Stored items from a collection
━━━━━━━━━━━━━━━━━━━━

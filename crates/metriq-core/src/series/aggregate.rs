//! Aggregation operators over the stored samples

use super::MetricValueList;
use crate::models::MetricValue;

impl MetricValueList {
    /// Aggregate runs of samples spanning less than `duration_ms`.
    ///
    /// A run keeps growing while `time[j] - time[run_start] < duration_ms`;
    /// the sample that breaks the condition starts the next run. The last run
    /// is always flushed, so a one-sample list yields exactly one call.
    pub fn aggregate_by_time<F>(&self, duration_ms: i64, mut f: F) -> Vec<MetricValue>
    where
        F: FnMut(&[MetricValue]) -> MetricValue,
    {
        let values = self.values();
        if values.is_empty() {
            return Vec::new();
        }

        let mut ret = Vec::new();
        let mut run_start = 0;

        for cur in 1..values.len() {
            if values[cur].timestamp - values[run_start].timestamp >= duration_ms {
                ret.push(f(&values[run_start..cur]));
                run_start = cur;
            }
        }
        ret.push(f(&values[run_start..]));

        ret
    }

    /// Aggregate consecutive chunks of `k` samples; the last chunk may be shorter
    pub fn aggregate_by_values_in_aggregation<F>(&self, k: usize, f: F) -> Vec<MetricValue>
    where
        F: FnMut(&[MetricValue]) -> MetricValue,
    {
        self.values().chunks(k.max(1)).map(f).collect()
    }

    /// Aggregate into roughly `n` results using chunks of `ceil(size / n)` samples
    pub fn aggregate_by_values_in_result<F>(&self, n: usize, mut f: F) -> Vec<MetricValue>
    where
        F: FnMut(&[MetricValue]) -> MetricValue,
    {
        let values = self.values();
        if values.is_empty() {
            return Vec::new();
        }

        let k = if n == 0 { 0 } else { values.len().div_ceil(n) };
        if k == 0 {
            return vec![f(values)];
        }

        self.aggregate_by_values_in_aggregation(k, f)
    }
}
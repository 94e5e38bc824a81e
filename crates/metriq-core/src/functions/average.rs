//! `avg`: mean over the whole series, over every `n` points, or over time runs

use tracing::debug;

use super::{empty_like, mean, Function};
use crate::error::{Error, Result};
use crate::models::MetricValue;
use crate::query::Argument;
use crate::series::{MetricValueList, SeriesMap};

pub(super) fn average(args: &[Argument], input: SeriesMap) -> Result<SeriesMap> {
    let chunk = chunk_size(args)?;

    let mut ret = SeriesMap::new();
    for (id, values) in input {
        let new_id = id.with_label(Function::Average.name());
        if values.is_empty() {
            debug!(metric = %id, "No metrics found");
            ret.insert(new_id, empty_like(&values)?);
            continue;
        }

        let aggregated = match (args.first(), chunk) {
            (_, Some(n)) => values.aggregate_by_values_in_aggregation(n, mean),
            (Some(Argument::RelativeTime(window)), None) => {
                values.aggregate_by_time(window.millis().abs(), mean)
            }
            _ => with_ending_value(values.aggregate_by_values_in_aggregation(values.size(), mean), &values),
        };

        debug!(metric = %id, from = values.size(), to = aggregated.len(), "Averaged series");
        ret.insert(new_id, MetricValueList::from_values(aggregated)?);
    }

    Ok(ret)
}

/// Points per average when a count is given; `None` averages the whole series or by time
pub(super) fn chunk_size(args: &[Argument]) -> Result<Option<usize>> {
    if args.len() > 1 {
        return Err(Error::parse("Too many arguments for average function"));
    }

    match args.first() {
        Some(Argument::Number(n)) => Ok(Some(
            usize::try_from(n.as_i64())
                .ok()
                .filter(|n| *n > 0)
                .ok_or_else(|| Error::parse("Average window must be at least one point"))?,
        )),
        Some(Argument::RelativeTime(_)) | None => Ok(None),
        Some(_) => Err(Error::parse("Unknown argument passed to average")),
    }
}

/// Reduce every series to about `total_points` averaged samples.
///
/// Used to keep rendered graphs within their point budget. The last average
/// is repeated at the series' last timestamp so the line reaches the end of
/// the data.
pub fn average_to_points(input: SeriesMap, total_points: usize) -> Result<SeriesMap> {
    let mut ret = SeriesMap::new();
    for (id, values) in input {
        let new_id = id.with_label(Function::Average.name());
        if values.is_empty() {
            ret.insert(new_id, empty_like(&values)?);
            continue;
        }

        let aggregated = with_ending_value(values.aggregate_by_values_in_result(total_points, mean), &values);
        ret.insert(new_id, MetricValueList::from_values(aggregated)?);
    }
    Ok(ret)
}

fn with_ending_value(mut aggregated: Vec<MetricValue>, values: &MetricValueList) -> Vec<MetricValue> {
    if let (Some(tail), Some(last)) = (aggregated.last(), values.last()) {
        let mut ending = tail.clone();
        ending.timestamp = last.timestamp;
        aggregated.push(ending);
    }
    aggregated
}

#[cfg(test)]
mod tests {
    use super::*;
    use crate::functions::test_support::{context, id, per_minute};
    use crate::query::{Number, RelativeTime, TimeUnit};
    use crate::time::MS_PER_MINUTE;
    use pretty_assertions::assert_eq;

    fn thirty_samples() -> SeriesMap {
        #[allow(clippy::cast_precision_loss)]
        let values: Vec<f64> = (0..30).map(|v| v as f64).collect();
        context(vec![(id("host1"), per_minute(&values))])
    }

    #[test]
    fn test_average_every_five_points() {
        let result = average(&[Argument::Number(Number::Integer(5))], thirty_samples()).unwrap();

        let list = result.get(&id("host1").with_label("avg")).unwrap();
        assert_eq!(list.double_values(), vec![2.0, 7.0, 12.0, 17.0, 22.0, 27.0]);
        assert_eq!(list.first().unwrap().timestamp, 0);
        assert_eq!(list.last().unwrap().timestamp, 25 * MS_PER_MINUTE);
    }

    #[test]
    fn test_average_whole_series_adds_ending_value() {
        let result = average(&[], thirty_samples()).unwrap();

        let list = result.values().next().unwrap();
        assert_eq!(list.double_values(), vec![14.5, 14.5]);
        assert_eq!(list.last().unwrap().timestamp, 29 * MS_PER_MINUTE);
    }

    #[test]
    fn test_average_by_time() {
        let window = RelativeTime::new(10, TimeUnit::Minutes).unwrap();
        let result = average(&[Argument::RelativeTime(window)], thirty_samples()).unwrap();
        assert_eq!(result.values().next().unwrap().double_values(), vec![4.5, 14.5, 24.5]);
    }

    #[test]
    fn test_average_argument_errors() {
        let two = vec![Argument::Boolean(true), Argument::Boolean(false)];
        assert_eq!(
            average(&two, thirty_samples()).unwrap_err().to_string(),
            "Too many arguments for average function"
        );
        assert_eq!(
            average(&[Argument::String("x".into())], thirty_samples())
                .unwrap_err()
                .to_string(),
            "Unknown argument passed to average"
        );
        assert!(average(&[Argument::Number(Number::Integer(0))], thirty_samples()).is_err());
    }

    #[test]
    fn test_empty_series_stays_empty() {
        let empty = crate::functions::test_support::list(&[]);
        let result = average(&[], context(vec![(id("host1"), empty)])).unwrap();
        assert!(result.get(&id("host1").with_label("avg")).unwrap().is_empty());
    }

    #[test]
    fn test_average_to_points() {
        let result = average_to_points(thirty_samples(), 3).unwrap();
        let list = result.values().next().unwrap();
        assert_eq!(list.double_values(), vec![4.5, 14.5, 24.5, 24.5]);
    }
}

━━━━━━━━━━━━━━━━━━━━

• _Task requirements_: Search the entries for the word "context" and copy every line that has it.

• _Result of the task_:
    use crate::functions::test_support::{context, id, per_minute};
        context(vec![(id("host1"), per_minute(&values))])
        let result = average(&[], context(vec![(id("host1"), empty)])).unwrap();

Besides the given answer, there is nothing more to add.